Mittelfristig werden Fluchtbewegungen weltweit wieder zunehmen, gerade auch durch die aktuelle Situation in Afghanistan. Zusätzlich zur Schreckensherrschaft durch die Taliban, einer zusammenbrechenden Infrastruktur und vergangenen Dürreperioden droht Afghanistan darüber hinaus ein harter Winter, der die humanitäre Katastrophe noch verschlimmern könnte. Die Stadt Frankfurt muss und will Verantwortung übernehmen, aktiv werden und bedrohten Menschen Schutz bieten. Dazu zählen insbesondere afghanische Ortskräfte, die für die deutsche Bundeswehr, Entwicklungshilfeorganisationen und Unternehmen gearbeitet haben, sowie Menschenrechtsaktivist*innen, Frauenrechtsaktivist*innen, die LSBTIQA*-Community, Frauen, Kinder und vulnerable Gruppen ganz grundsätzlich.

In der Stadtverordnetenversammlung am 23.09.2021 hat sich Frankfurt zum Sicheren Hafen erklärt. Wir setzen uns dafür ein, dass die Stadt Frankfurt Geflüchtete über den Königsteiner Schlüssel hinaus aufnimmt. Dafür müssen Unterbringungskapazitäten und Modalitäten geprüft werden, sowie Hilfs- und Beratungsbedarfe analysiert werden.

Damit auch Frankfurt helfen kann, müssen die Menschen, die schon lange in Gemeinschaftsunterkünften oder Hotels in unserer Stadt leben, dabei unterstützt werden, eine eigene Wohnung zu finden, sodass neu ankommende Geflüchtete zunächst in den freien Plätzen der Gemeinschaftsunterkünfte unterkommen können. Perspektivisch wollen wir hin zu dezentralen Unterbringungsmöglichkeiten für alle Geflüchtete.

Darüber hinaus leiden geflüchtete Menschen durch ihre Bedrohungssituation in den Herkunftsländern und der Fluchterfahrung besonders häufig unter posttraumatischen Belastungsstörungen und anderen psychosozialen, mentalen Problemen. Vorhandende Angebote zur psychosozialen Betreuung und Trauma-Begleitung wollen wir sichern sowie Bedarfe analysieren.

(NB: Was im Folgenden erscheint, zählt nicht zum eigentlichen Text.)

//! Inbound record queue processor.
//!
//! Synchronous-style task: each firing drains up to a configured number of
//! pending entries from the inbound record queue on the trigger's own tokio
//! task, marking each entry processed or failed. The queue itself is an
//! external collaborator behind the [`RecordQueue`] trait; an in-memory
//! implementation backs tests and the demo binary.

use crate::constants::{DEFAULT_BATCH_LIMIT, PROP_BATCH_LIMIT};
use crate::definition::TaskDefinition;
use crate::errors::QueueError;
use crate::tasks::{Task, TaskState};
use async_trait::async_trait;
use chrono::{DateTime, Utc};
use std::sync::Arc;
use std::sync::atomic::{AtomicU64, Ordering};
use tracing::{debug, error, info, instrument};

/// One pending inbound record awaiting processing.
#[derive(Clone, Debug)]
pub struct QueueEntry {
    pub id: u64,
    pub payload: String,
    pub received_at: DateTime<Utc>,
}

/// Inbound record queue consumed by [`QueueProcessorTask`].
#[async_trait]
pub trait RecordQueue: Send + Sync {
    /// Fetch the next pending entry, if any.
    async fn next_pending(&self) -> Result<Option<QueueEntry>, QueueError>;

    /// Mark an entry successfully processed.
    async fn mark_processed(&self, entry_id: u64) -> Result<(), QueueError>;

    /// Mark an entry failed with a reason; failed entries are not retried by
    /// this task.
    async fn mark_failed(&self, entry_id: u64, reason: &str) -> Result<(), QueueError>;
}

/// Drains the inbound record queue on each scheduled firing.
///
/// Holds no per-run state beyond the executing flag: the queue handle is
/// constructed once and the batch limit is parsed once at `initialize` from
/// the definition's `batch_limit` property.
pub struct QueueProcessorTask {
    state: TaskState,
    queue: Arc<dyn RecordQueue>,
    batch_limit: AtomicU64,
}

impl QueueProcessorTask {
    pub fn new(state: TaskState, queue: Arc<dyn RecordQueue>) -> Self {
        Self {
            state,
            queue,
            batch_limit: AtomicU64::new(DEFAULT_BATCH_LIMIT),
        }
    }

    /// Process one entry. Empty payloads are malformed submissions and are
    /// marked failed rather than retried forever.
    async fn process_entry(&self, entry: &QueueEntry) -> Result<bool, QueueError> {
        if entry.payload.trim().is_empty() {
            self.queue
                .mark_failed(entry.id, "empty payload")
                .await?;
            return Ok(false);
        }

        debug!(
            entry_id = entry.id,
            received_at = %entry.received_at,
            "Processed inbound record"
        );
        self.queue.mark_processed(entry.id).await?;
        Ok(true)
    }

    async fn drain_batch(&self) -> Result<(u64, u64), QueueError> {
        let limit = self.batch_limit.load(Ordering::SeqCst);
        let mut processed = 0;
        let mut failed = 0;

        for _ in 0..limit {
            let Some(entry) = self.queue.next_pending().await? else {
                break;
            };
            if self.process_entry(&entry).await? {
                processed += 1;
            } else {
                failed += 1;
            }
        }

        Ok((processed, failed))
    }
}

#[async_trait]
impl Task for QueueProcessorTask {
    async fn initialize(&self, definition: TaskDefinition) {
        let limit = definition.u64_property(PROP_BATCH_LIMIT, DEFAULT_BATCH_LIMIT);
        self.batch_limit.store(limit, Ordering::SeqCst);
        self.state.set_definition(definition);
        info!(batch_limit = limit, "Queue processor initialized");
    }

    #[instrument(skip_all, fields(task = self.name()))]
    async fn execute(&self) {
        let _guard = self.state.start_executing();
        self.state.authenticate().await;

        match self.drain_batch().await {
            Ok((0, 0)) => debug!("Queue empty, nothing to process"),
            Ok((processed, failed)) => {
                info!(processed, failed, "Drained inbound record queue")
            }
            Err(e) => error!(error = %e, "Queue draining failed"),
        }
    }

    fn is_executing(&self) -> bool {
        self.state.is_executing()
    }

    fn definition(&self) -> Option<TaskDefinition> {
        self.state.definition()
    }

    async fn shutdown(&self) {
        self.state.clear();
    }

    fn name(&self) -> &str {
        "queue_processor"
    }
}

/// In-memory queue for tests and single-process deployments.
#[derive(Default)]
pub struct MemoryRecordQueue {
    pending: parking_lot::Mutex<std::collections::VecDeque<QueueEntry>>,
    processed: parking_lot::Mutex<Vec<u64>>,
    failed: parking_lot::Mutex<Vec<(u64, String)>>,
}

impl MemoryRecordQueue {
    pub fn new() -> Self {
        Self::default()
    }

    pub fn push(&self, entry: QueueEntry) {
        self.pending.lock().push_back(entry);
    }

    pub fn processed_ids(&self) -> Vec<u64> {
        self.processed.lock().clone()
    }

    pub fn failed_ids(&self) -> Vec<u64> {
        self.failed.lock().iter().map(|(id, _)| *id).collect()
    }

    pub fn pending_len(&self) -> usize {
        self.pending.lock().len()
    }
}

#[async_trait]
impl RecordQueue for MemoryRecordQueue {
    async fn next_pending(&self) -> Result<Option<QueueEntry>, QueueError> {
        Ok(self.pending.lock().pop_front())
    }

    async fn mark_processed(&self, entry_id: u64) -> Result<(), QueueError> {
        self.processed.lock().push(entry_id);
        Ok(())
    }

    async fn mark_failed(&self, entry_id: u64, reason: &str) -> Result<(), QueueError> {
        self.failed.lock().push((entry_id, reason.to_string()));
        Ok(())
    }
}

Vor allem Frauen und Kinder sind durch die Taliban-Herrschaft extrem gefährdet und haben es auch nach der Ankunft in Deutschland besonders schwer. Es soll sichergestellt sein, dass für diese vulnerablen Gruppen von geflüchteten Frauen, Frauen mit Kindern und unbegleiteten minderjährigen Flüchtlingen in Frankfurt genügend bedarfsgerechte Angebote, Hilfestellungen und Kapazitäten zur Verfügung stehen, um diesen eine möglichst gesicherten Zugang und Bleibeperspektive zu bieten.